Bajo el efecto de la amargura
Me di cuenta que odio a las personas. No es por una falta de empatía propia de un marginado por la sociedad, todo lo contrario.
Odio a las personas porque me mienten en la cara, escupen esa mentira y yo los miro feliz, tengo un letrero que dice “es imbecil, hagan lo que quieran”.
Me han roto el corazón de mil maneras distintas. Amores no destinados a serlos, amores que me envenenan sabiendo que lo hacen, es decir, me estoy suicidando por culpa de alguien. Con la típica frase “te extraño”, no, no me extrañas. Extrañas una parte de mi la cual te beneficiaba y, al distanciarnos, te olvidaste de mi persona cuando yo no lo hice con la tuya. Te dicen que te extrañan cuando nunca te escriben, te extrañan cuando se acuerdan de tu existencia, que es cuando te comprometes a la acción de hablar con la persona.

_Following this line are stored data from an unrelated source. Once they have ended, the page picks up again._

//! # Drift Detector
//!
//! Compares the commit an origin repository points at with the commit its
//! target repository points at. Each check reloads the Pattern's git
//! configuration, lists both remotes and resolves each side to a hash.

use super::pair::PatternKey;
use super::store::{PatternStore, StoreError};
use crate::git::resolver::{find_branch, head_branch};
use crate::git::{branch_ref, GitClient, GitError, ObjectId, Reference, RemoteConfig, HEAD};
use std::sync::Arc;
use std::time::Duration;
use thiserror::Error;
use tracing::debug;

const ORIGIN_REMOTE: &str = "origin";
const TARGET_REMOTE: &str = "target";

#[derive(Debug, Error)]
pub enum DriftError {
    #[error("git config does not have an origin and target repository for pattern {0}")]
    MissingRepository(PatternKey),
    #[error(transparent)]
    Transport(#[from] GitError),
    #[error("no references found for {remote} {url}")]
    NoReferences { remote: &'static str, url: String },
    #[error("unable to find {reference} for {remote} {url}")]
    ReferenceNotFound {
        reference: String,
        remote: &'static str,
        url: String,
    },
    #[error(transparent)]
    Store(#[from] StoreError),
    #[error("drift check timed out after {0:?}")]
    Timeout(Duration),
}

/// Origin-versus-target drift check for a single Pattern
#[derive(Clone)]
pub struct DriftDetector {
    git: Arc<dyn GitClient>,
    store: Arc<dyn PatternStore>,
}

impl std::fmt::Debug for DriftDetector {
    fn fmt(&self, f: &mut std::fmt::Formatter<'_>) -> std::fmt::Result {
        f.debug_struct("DriftDetector")
            .field("git", &self.git)
            .finish_non_exhaustive()
    }
}

impl DriftDetector {
    #[must_use]
    pub fn new(git: Arc<dyn GitClient>, store: Arc<dyn PatternStore>) -> Self {
        Self { git, store }
    }

    /// Whether origin and target currently resolve to different commits.
    ///
    /// The target remote is only contacted after the origin listing succeeds.
    pub async fn has_drifted(&self, key: &PatternKey) -> Result<bool, DriftError> {
        let config = self.store.git_config(key).await?;
        if config.origin_repo.is_empty() || config.target_repo.is_empty() {
            return Err(DriftError::MissingRepository(key.clone()));
        }

        let origin_refs = self.list(ORIGIN_REMOTE, &config.origin_repo).await?;
        let target_refs = self.list(TARGET_REMOTE, &config.target_repo).await?;

        let origin = tracked_commit(
            &origin_refs,
            &config.origin_revision,
            ORIGIN_REMOTE,
            &config.origin_repo,
        )?;
        let target = tracked_commit(
            &target_refs,
            &config.target_revision,
            TARGET_REMOTE,
            &config.target_repo,
        )?;

        debug!(
            pattern = %key,
            origin = %origin,
            target = %target,
            "resolved origin and target commits"
        );
        Ok(origin != target)
    }

    async fn list(&self, remote: &'static str, url: &str) -> Result<Vec<Reference>, DriftError> {
        let client = self
            .git
            .new_remote_client(RemoteConfig::new(remote, url));
        let references = client.list().await?;
        if references.is_empty() {
            return Err(DriftError::NoReferences {
                remote,
                url: url.to_string(),
            });
        }
        Ok(references)
    }
}

/// Commit a remote's tracked revision points at.
///
/// An explicit revision is looked up as `refs/heads/<revision>` only; without
/// one the symbolic HEAD chain is followed.
fn tracked_commit(
    references: &[Reference],
    revision: &str,
    remote: &'static str,
    url: &str,
) -> Result<ObjectId, DriftError> {
    let not_found = |reference: String| DriftError::ReferenceNotFound {
        reference,
        remote,
        url: url.to_string(),
    };

    let found = if revision.is_empty() {
        head_branch(references).map_err(|_unresolved| not_found(HEAD.to_string()))?
    } else {
        find_branch(references, revision).ok_or_else(|| not_found(branch_ref(revision)))?
    };

    found
        .hash()
        .cloned()
        .ok_or_else(|| not_found(found.name().to_string()))
}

Odio a las personas porque no creen en el “si necesitas mi ayuda, avísame”. Y cuando estás para ellos...
Al necesitar ayuda vos, vas a estar solo. No va a haber nadie a no ser que te dispongas a buscarla, te tacharan de interesado, sí. Pero es lo que nos conviene.
Hermanos, cuando se deprimen están solos, la tristeza es la búsqueda de la soledad, de uno mismo. Es el punto de partida para encontrarse a uno mismo. No hagan como yo y odien. Actúen, yo estoy a tiempo, tu estás a tiempo. Amen y sean amados, busquen de manera perfecta para ustedes ese amor recíproco.